Exercise –
Wherever the word "Returns" turns up in a line of the entries, copy that line.
= = = = =
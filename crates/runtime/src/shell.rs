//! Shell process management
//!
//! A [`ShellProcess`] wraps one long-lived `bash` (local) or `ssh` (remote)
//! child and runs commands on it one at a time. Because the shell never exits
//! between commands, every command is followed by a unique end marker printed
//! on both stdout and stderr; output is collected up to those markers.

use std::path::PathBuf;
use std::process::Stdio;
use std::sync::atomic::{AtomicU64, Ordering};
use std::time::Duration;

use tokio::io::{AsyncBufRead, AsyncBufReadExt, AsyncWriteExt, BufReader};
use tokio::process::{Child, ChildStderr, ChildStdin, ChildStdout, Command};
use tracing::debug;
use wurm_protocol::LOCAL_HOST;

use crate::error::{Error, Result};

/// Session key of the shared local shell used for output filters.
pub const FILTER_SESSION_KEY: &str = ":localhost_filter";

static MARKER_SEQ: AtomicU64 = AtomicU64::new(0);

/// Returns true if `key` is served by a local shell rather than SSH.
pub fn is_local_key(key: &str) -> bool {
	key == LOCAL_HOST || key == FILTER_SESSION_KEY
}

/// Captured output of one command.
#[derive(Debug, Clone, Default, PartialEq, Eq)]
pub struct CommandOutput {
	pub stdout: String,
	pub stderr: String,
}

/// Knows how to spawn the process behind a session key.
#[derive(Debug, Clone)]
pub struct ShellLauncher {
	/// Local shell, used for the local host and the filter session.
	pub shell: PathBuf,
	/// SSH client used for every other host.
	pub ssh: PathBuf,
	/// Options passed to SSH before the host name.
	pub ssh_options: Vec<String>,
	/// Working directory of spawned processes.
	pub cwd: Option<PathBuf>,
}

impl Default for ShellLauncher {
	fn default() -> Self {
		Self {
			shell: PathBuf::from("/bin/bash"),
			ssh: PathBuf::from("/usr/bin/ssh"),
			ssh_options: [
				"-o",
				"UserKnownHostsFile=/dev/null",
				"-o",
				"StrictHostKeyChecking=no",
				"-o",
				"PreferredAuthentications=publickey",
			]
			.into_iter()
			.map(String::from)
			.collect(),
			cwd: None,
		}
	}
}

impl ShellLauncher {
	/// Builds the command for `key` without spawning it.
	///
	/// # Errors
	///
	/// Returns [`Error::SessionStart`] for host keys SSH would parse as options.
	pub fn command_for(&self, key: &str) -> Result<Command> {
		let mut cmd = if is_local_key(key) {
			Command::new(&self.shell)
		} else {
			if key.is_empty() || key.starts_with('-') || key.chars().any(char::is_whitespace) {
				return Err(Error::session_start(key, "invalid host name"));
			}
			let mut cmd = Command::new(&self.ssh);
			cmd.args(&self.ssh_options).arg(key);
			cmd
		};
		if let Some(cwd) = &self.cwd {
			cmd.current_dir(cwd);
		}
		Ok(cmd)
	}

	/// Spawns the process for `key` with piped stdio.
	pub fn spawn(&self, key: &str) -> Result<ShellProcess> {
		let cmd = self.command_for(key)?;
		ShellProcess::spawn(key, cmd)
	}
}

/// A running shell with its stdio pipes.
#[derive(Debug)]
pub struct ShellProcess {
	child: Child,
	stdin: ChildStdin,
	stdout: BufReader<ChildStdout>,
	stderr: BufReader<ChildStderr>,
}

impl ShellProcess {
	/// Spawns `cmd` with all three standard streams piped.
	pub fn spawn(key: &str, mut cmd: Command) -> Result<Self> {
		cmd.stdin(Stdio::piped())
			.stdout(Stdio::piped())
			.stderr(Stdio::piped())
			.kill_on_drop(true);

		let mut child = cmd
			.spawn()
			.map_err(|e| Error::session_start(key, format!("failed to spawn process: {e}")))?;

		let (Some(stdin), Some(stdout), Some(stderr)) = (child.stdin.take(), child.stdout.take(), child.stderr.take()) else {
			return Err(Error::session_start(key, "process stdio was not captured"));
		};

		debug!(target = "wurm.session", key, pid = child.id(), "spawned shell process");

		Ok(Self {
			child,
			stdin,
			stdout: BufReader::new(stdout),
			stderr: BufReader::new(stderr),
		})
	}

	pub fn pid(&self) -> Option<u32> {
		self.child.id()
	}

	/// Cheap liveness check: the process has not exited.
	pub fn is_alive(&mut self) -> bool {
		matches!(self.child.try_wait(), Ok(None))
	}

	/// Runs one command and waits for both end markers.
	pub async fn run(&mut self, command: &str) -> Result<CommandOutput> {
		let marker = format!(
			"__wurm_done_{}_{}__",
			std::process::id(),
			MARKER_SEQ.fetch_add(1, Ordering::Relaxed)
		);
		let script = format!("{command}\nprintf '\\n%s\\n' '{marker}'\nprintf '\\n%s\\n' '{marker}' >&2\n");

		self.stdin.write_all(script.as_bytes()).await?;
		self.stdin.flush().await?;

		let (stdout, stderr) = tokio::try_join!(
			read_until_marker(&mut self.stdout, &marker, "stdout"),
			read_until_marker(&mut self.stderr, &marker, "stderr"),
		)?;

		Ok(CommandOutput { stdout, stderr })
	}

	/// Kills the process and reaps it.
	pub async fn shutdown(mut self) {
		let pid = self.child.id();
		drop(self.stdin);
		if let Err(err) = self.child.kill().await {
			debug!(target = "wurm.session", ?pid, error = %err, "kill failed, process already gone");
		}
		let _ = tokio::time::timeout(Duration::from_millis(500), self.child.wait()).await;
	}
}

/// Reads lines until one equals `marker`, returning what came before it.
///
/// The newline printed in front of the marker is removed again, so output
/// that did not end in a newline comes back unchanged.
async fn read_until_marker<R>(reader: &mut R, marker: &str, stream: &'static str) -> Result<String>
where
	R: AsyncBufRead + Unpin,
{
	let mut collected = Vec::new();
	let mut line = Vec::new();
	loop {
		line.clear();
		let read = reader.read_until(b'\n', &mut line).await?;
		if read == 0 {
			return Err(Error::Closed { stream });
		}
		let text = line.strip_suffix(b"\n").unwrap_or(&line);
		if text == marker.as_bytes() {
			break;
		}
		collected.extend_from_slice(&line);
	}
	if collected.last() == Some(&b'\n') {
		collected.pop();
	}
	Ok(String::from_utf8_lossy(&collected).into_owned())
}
= = = = =
Exercise response –
/// Returns true if `key` is served by a local shell rather than SSH.
	/// Returns [`Error::SessionStart`] for host keys SSH would parse as options.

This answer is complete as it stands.